■ **TO DO**: From the line with "shields the pipeline." through the line with "pub mod models;", inclusive, return each line of the data below exactly and leave the rest out.

─── RECORDS SUPPLIED ───

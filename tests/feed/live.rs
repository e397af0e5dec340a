use insider_collective::{FailurePolicy, FilterCriteria, IcClient, InsiderFeed, Report, TOP_N};

#[tokio::test]
#[ignore]
async fn live_listing_smoke() {
    if !crate::common::live_or_record_enabled() {
        return;
    }

    let client = IcClient::builder().build().unwrap();
    let ds = InsiderFeed::new(&client)
        .pages(2)
        .failure_policy(FailurePolicy::BestEffort)
        .load()
        .await
        .unwrap();

    if !crate::common::is_recording() {
        assert!(!ds.is_empty());
        assert!(ds.rows.iter().all(|t| !t.symbol.is_empty()));

        let report = Report::build(&FilterCriteria::default().apply(&ds), TOP_N);
        assert!(report.summary.rows <= ds.len());
    }
}
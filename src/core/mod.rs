//! Core components of the `insider-collective` crate.
//!
//! This module contains the foundational building blocks of the library, including:
//! - The HTTP [`IcClient`] and its builder.
//! - The primary [`IcError`] type.
//! - Shared data models like [`Transaction`], [`Role`] and [`Dataset`].
//! - The single-slot [`TtlCache`] that shields the pipeline.

/// In-memory, single-flight TTL cache.
pub mod cache;
/// The HTTP client (`IcClient`), builder, and retry configuration.
pub mod client;
/// Cell coercions (numbers, dates) and money formatting.
pub mod conversions;
/// The primary error type (`IcError`) for the crate.
pub mod error;
/// Shared data models used across the pipeline stages.
pub mod models;
/// Service traits for abstracting where listing pages come from.
pub mod services;

#[cfg(feature = "test-mode")]
pub(crate) mod fixtures;

pub(crate) mod net;

// convenient re-exports so most code can just `use crate::core::IcClient`
pub use cache::TtlCache;
pub use client::{CacheMode, IcClient, IcClientBuilder, RetryConfig};
pub use error::IcError;
pub use models::{Dataset, ListingQuery, Role, SkippedPage, Timeframe, Transaction};
pub use services::{PageFuture, PageSource};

───

■ **RESPONSE**:
//! - The single-slot [`TtlCache`] that shields the pipeline.

/// In-memory, single-flight TTL cache.
pub mod cache;
/// The HTTP client (`IcClient`), builder, and retry configuration.
pub mod client;
/// Cell coercions (numbers, dates) and money formatting.
pub mod conversions;
/// The primary error type (`IcError`) for the crate.
pub mod error;
/// Shared data models used across the pipeline stages.
pub mod models;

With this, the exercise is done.